§ Your goal
Return all entries below exactly. Skip nothing.

§ Record extracts
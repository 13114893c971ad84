//! Report correlation and event merging.
//!
//! One poll flows through this crate in three steps:
//!
//! 1. [`fetch_snapshot`] - fetch the four report kinds concurrently, each
//!    with its own timeout; any subset may fail without affecting the rest
//! 2. [`aggregate`] - deduplicate intensity reports into canonical
//!    [`quake_core::Event`] records and attach tsunami context by
//!    correlation id
//! 3. [`select_warning`] / [`AlertGate`] - surface the early-warning side
//!    channel, suppressing duplicate alerts per correlation id
//!
//! Everything after the fetch is pure: given the same [`PollSnapshot`],
//! `aggregate` produces the same events, in the same order, with the same
//! stable ids.

pub mod merge;
pub mod snapshot;
pub mod tsunami;
pub mod warning;

pub use merge::{aggregate, DEFAULT_MIN_SCALE};
pub use snapshot::{fetch_snapshot, PollSnapshot};
pub use tsunami::{group_forecasts, group_observations};
pub use warning::{select_warning, AlertGate};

§ Your response
repository 13114893c971ad84
//! Report correlation and event merging.
//!
//! One poll flows through this crate in three steps:
//!
//! 1. [`fetch_snapshot`] - fetch the four report kinds concurrently, each
//!    with its own timeout; any subset may fail without affecting the rest
//! 2. [`aggregate`] - deduplicate intensity reports into canonical
//!    [`quake_core::Event`] records and attach tsunami context by
//!    correlation id
//! 3. [`select_warning`] / [`AlertGate`] - surface the early-warning side
//!    channel, suppressing duplicate alerts per correlation id
//!
//! Everything after the fetch is pure: given the same [`PollSnapshot`],
//! `aggregate` produces the same events, in the same order, with the same
//! stable ids.

pub mod merge;
pub mod snapshot;
pub mod tsunami;
pub mod warning;

pub use merge::{aggregate, DEFAULT_MIN_SCALE};
pub use snapshot::{fetch_snapshot, PollSnapshot};
pub use tsunami::{group_forecasts, group_observations};
pub use warning::{select_warning, AlertGate};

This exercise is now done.